Activity: From the entries that follow, copy each line in which "tempdir" appears.

Data records:
__________

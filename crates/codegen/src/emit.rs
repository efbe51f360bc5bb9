//! Serializes a validated registry into the artifact directory: the token
//! map, the factory module, the transformed units, and the stable bridge
//! files consuming code imports from.

use std::collections::{BTreeMap, HashMap};
use std::path::{Path, PathBuf};

use chrono::Utc;
use serde::{Deserialize, Serialize};
use wirec_core::{RegistrationKind, ServiceRegistration, ServiceRegistry, ServiceScope};

use crate::artifacts::{DI_CONFIG_FILE, REGISTRY_FILE, TRANSFORMED_DIR};
use crate::error::CodegenError;
use crate::pipeline::TransformedUnit;
use crate::templates::{
    render_template, BRIDGE_README_TEMPLATE, BRIDGE_TEMPLATE, FACTORY_TEMPLATE, REGISTRY_TEMPLATE,
};
use crate::writer::CodeWriter;

pub const BRIDGE_DIR: &str = ".wirec";
pub const BRIDGE_FILE: &str = "bridge.js";
pub const BRIDGE_README: &str = "README.md";

/// One token's entry in the generated configuration map
#[derive(Debug, Clone, PartialEq, Serialize, Deserialize)]
#[serde(rename_all = "camelCase")]
pub struct ConfigEntry {
    pub factory: String,
    pub scope: ServiceScope,
    pub dependencies: Vec<String>,
    pub interface_name: Option<String>,
    pub implementation_class: String,
    pub registration_type: RegistrationKind,
    pub is_class_based: bool,
    pub is_inheritance_based: bool,
    pub is_state_based: bool,
    pub base_class: Option<String>,
    pub state_type: Option<String>,
}

/// The full `di-config.json` payload
#[derive(Debug, Clone, Serialize, Deserialize)]
#[serde(rename_all = "camelCase")]
pub struct DiConfig {
    pub project: String,
    pub generated_at: String,
    /// Token-keyed; BTreeMap so the serialized file is byte-stable
    pub entries: BTreeMap<String, ConfigEntry>,
    pub class_index: BTreeMap<String, String>,
    pub interface_index: BTreeMap<String, Vec<String>>,
}

/// Writes every artifact of one generation pass into a staging directory
pub struct Emitter {
    writer: CodeWriter,
}

impl Emitter {
    pub fn new() -> Self {
        Self {
            writer: CodeWriter::new(),
        }
    }

    pub fn build_config(&self, project: &str, registry: &ServiceRegistry) -> DiConfig {
        let mut entries = BTreeMap::new();
        for (token, registration) in registry.registrations() {
            let Some(record) = registry.implementations().get(token) else {
                continue;
            };
            entries.insert(
                token.clone(),
                ConfigEntry {
                    factory: registration.factory_name.clone(),
                    scope: registration.scope,
                    dependencies: registration.dependency_tokens.clone(),
                    interface_name: record.interface_name.clone(),
                    implementation_class: record.implementation_name.clone(),
                    registration_type: record.kind,
                    is_class_based: record.kind == RegistrationKind::Class,
                    is_inheritance_based: record.kind == RegistrationKind::Inheritance,
                    is_state_based: record.kind == RegistrationKind::State,
                    base_class: record.base_class_info.as_ref().map(|b| b.name.clone()),
                    state_type: (record.kind == RegistrationKind::State)
                        .then(|| record.token.clone()),
                },
            );
        }

        DiConfig {
            project: project.to_string(),
            generated_at: Utc::now().to_rfc3339(),
            entries,
            class_index: registry.class_index().iter().map(|(k, v)| (k.clone(), v.clone())).collect(),
            interface_index: registry
                .interface_index()
                .iter()
                .map(|(k, v)| (k.clone(), v.clone()))
                .collect(),
        }
    }

    pub fn write_config(&self, dir: &Path, config: &DiConfig) -> Result<(), CodegenError> {
        let content = serde_json::to_string_pretty(config)?;
        self.writer.write_if_changed(&dir.join(DI_CONFIG_FILE), &content)?;
        Ok(())
    }

    /// The registry module: one factory per implementation class, in
    /// dependency order, plus the token map pointing at the factories.
    pub fn write_registry_module(
        &self,
        dir: &Path,
        project: &str,
        ordered: &[ServiceRegistration],
    ) -> Result<(), CodegenError> {
        let mut factories = Vec::new();
        for registration in ordered {
            // One factory per implementation; the class-token registration
            // carries it, the interface/inheritance/state ones alias it
            if registration.registration_kind != RegistrationKind::Class {
                continue;
            }
            let class = registration
                .factory_name
                .strip_prefix("create")
                .unwrap_or(&registration.factory_name);
            let args = registration
                .dependency_tokens
                .iter()
                .map(|t| format!("container.resolve(\"{}\")", t))
                .collect::<Vec<_>>()
                .join(", ");

            let mut context = HashMap::new();
            context.insert("factory", registration.factory_name.clone());
            context.insert("class", class.to_string());
            context.insert("args", args);
            factories.push(render_template(FACTORY_TEMPLATE, &context)?);
        }

        let entries = ordered
            .iter()
            .map(|r| {
                format!(
                    "  \"{}\": {{ factory: {}, scope: \"{}\", dependencies: [{}] }},",
                    r.token,
                    r.factory_name,
                    scope_str(r.scope),
                    r.dependency_tokens
                        .iter()
                        .map(|t| format!("\"{}\"", t))
                        .collect::<Vec<_>>()
                        .join(", "),
                )
            })
            .collect::<Vec<_>>()
            .join("\n");

        let mut context = HashMap::new();
        context.insert("project", project.to_string());
        context.insert("generated_at", Utc::now().to_rfc3339());
        context.insert("factories", factories.join("\n\n"));
        context.insert("entries", entries);

        let content = render_template(REGISTRY_TEMPLATE, &context)?;
        self.writer.write_if_changed(&dir.join(REGISTRY_FILE), &content)?;
        Ok(())
    }

    /// Transformed units land under `transformed/`, keyed by file name
    pub fn write_transformed(
        &self,
        dir: &Path,
        units: &[TransformedUnit],
    ) -> Result<(), CodegenError> {
        let transformed_dir = dir.join(TRANSFORMED_DIR);
        std::fs::create_dir_all(&transformed_dir)?;
        for unit in units {
            let file_name = Path::new(&unit.unit.path)
                .file_name()
                .map(|n| n.to_string_lossy().into_owned())
                .unwrap_or_else(|| "unit.json".to_string());
            let content = serde_json::to_string_pretty(&unit.unit)?;
            self.writer
                .write_if_changed(&transformed_dir.join(file_name), &content)?;
        }
        Ok(())
    }

    /// Bridge files live at a fixed path inside each scan root, so consuming
    /// code imports the same path no matter which fingerprint is current.
    pub fn write_bridges(
        &self,
        scan_roots: &[PathBuf],
        configs_root: &Path,
        artifact_dir: &Path,
    ) -> Result<(), CodegenError> {
        let registry_path = artifact_dir.join(REGISTRY_FILE);
        let mut context = HashMap::new();
        context.insert("artifact_dir", artifact_dir.display().to_string());
        context.insert(
            "registry_path",
            registry_path.display().to_string().replace('\\', "/"),
        );
        let bridge = render_template(BRIDGE_TEMPLATE, &context)?;

        let mut readme_context = HashMap::new();
        readme_context.insert("artifact_dir", artifact_dir.display().to_string());
        readme_context.insert("configs_root", configs_root.display().to_string());
        let readme = render_template(BRIDGE_README_TEMPLATE, &readme_context)?;

        for root in scan_roots {
            let bridge_dir = root.join(BRIDGE_DIR);
            self.writer
                .write_if_changed(&bridge_dir.join(BRIDGE_FILE), &bridge)?;
            self.writer
                .write_if_changed(&bridge_dir.join(BRIDGE_README), &readme)?;
        }
        Ok(())
    }
}

impl Default for Emitter {
    fn default() -> Self {
        Self::new()
    }
}

fn scope_str(scope: ServiceScope) -> &'static str {
    match scope {
        ServiceScope::Singleton => "singleton",
        ServiceScope::Transient => "transient",
        ServiceScope::Scoped => "scoped",
    }
}

#[cfg(test)]
mod tests {
    use super::*;
    use wirec_core::ast::{Annotation, ClassDecl, Declaration, SourceUnit};
    use wirec_core::{DependencySpec, ImplementationScanner, ScannerConfig};

    fn registry() -> ServiceRegistry {
        let units: Vec<SourceUnit> = ["ConsoleLogger", "RestApiService"]
            .iter()
            .map(|name| SourceUnit {
                path: format!("src/{}.unit.json", name.to_lowercase()),
                imports: vec![],
                declarations: vec![Declaration::Class(ClassDecl {
                    name: (*name).into(),
                    annotations: vec![Annotation::new("service")],
                    implements: if *name == "ConsoleLogger" {
                        vec!["LoggerInterface".into()]
                    } else {
                        vec![]
                    },
                    extends: None,
                    type_params: vec![],
                    constructor_params: vec![],
                    state_type: None,
                    methods: vec![],
                })],
            })
            .collect();
        let scanned = ImplementationScanner::new(ScannerConfig::default()).scan(&units);

        let mut registry = ServiceRegistry::new();
        for s in &scanned {
            let deps = if s.class.name == "RestApiService" {
                vec![DependencySpec {
                    owner_name: "RestApiService".into(),
                    param_or_property: "logger".into(),
                    requested_type: "LoggerInterface".into(),
                    token: "LoggerInterface".into(),
                    optional: false,
                    property_path: vec!["logger".into()],
                }]
            } else {
                vec![]
            };
            registry.register(s, deps);
        }
        registry.link();
        registry.validate();
        registry
    }

    #[test]
    fn config_entries_carry_registration_metadata() {
        let registry = registry();
        let config = Emitter::new().build_config("shop", &registry);

        let iface = &config.entries["LoggerInterface"];
        assert_eq!(iface.factory, "createConsoleLogger");
        assert_eq!(iface.implementation_class, "ConsoleLogger");
        assert_eq!(iface.registration_type, RegistrationKind::Interface);
        assert!(!iface.is_class_based);

        let class = &config.entries["ConsoleLogger"];
        assert!(class.is_class_based);
        assert_eq!(
            config.interface_index["LoggerInterface"],
            vec!["ConsoleLogger".to_string()]
        );
        assert_eq!(config.class_index["ConsoleLogger"], "ConsoleLogger");

        let api = &config.entries["RestApiService"];
        assert_eq!(api.dependencies, vec!["ConsoleLogger".to_string()]);
    }

    #[test]
    fn registry_module_has_one_factory_per_implementation() {
        let mut registry = registry();
        let ordered: Vec<ServiceRegistration> = registry
            .topological_order()
            .unwrap()
            .into_iter()
            .cloned()
            .collect();

        let dir = tempfile::tempdir().unwrap();
        Emitter::new()
            .write_registry_module(dir.path(), "shop", &ordered)
            .unwrap();

        let content = std::fs::read_to_string(dir.path().join(REGISTRY_FILE)).unwrap();
        assert_eq!(content.matches("export function createConsoleLogger").count(), 1);
        assert_eq!(content.matches("export function createRestApiService").count(), 1);
        // Dependencies come before dependents
        assert!(
            content.find("createConsoleLogger").unwrap()
                < content.find("createRestApiService").unwrap()
        );
        // Interface token aliases the class factory in the map
        assert!(content.contains("\"LoggerInterface\": { factory: createConsoleLogger"));
        assert!(content.contains("container.resolve(\"ConsoleLogger\")"));
    }

    #[test]
    fn bridges_are_written_into_each_scan_root() {
        let root_a = tempfile::tempdir().unwrap();
        let root_b = tempfile::tempdir().unwrap();
        let artifact = tempfile::tempdir().unwrap();

        Emitter::new()
            .write_bridges(
                &[root_a.path().to_path_buf(), root_b.path().to_path_buf()],
                artifact.path().parent().unwrap(),
                artifact.path(),
            )
            .unwrap();

        for root in [root_a.path(), root_b.path()] {
            let bridge = root.join(BRIDGE_DIR).join(BRIDGE_FILE);
            let content = std::fs::read_to_string(bridge).unwrap();
            assert!(content.contains(REGISTRY_FILE));
            assert!(root.join(BRIDGE_DIR).join(BRIDGE_README).is_file());
        }
    }
}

__________

Answer to the exercise:
        let dir = tempfile::tempdir().unwrap();
        let root_a = tempfile::tempdir().unwrap();
        let root_b = tempfile::tempdir().unwrap();
        let artifact = tempfile::tempdir().unwrap();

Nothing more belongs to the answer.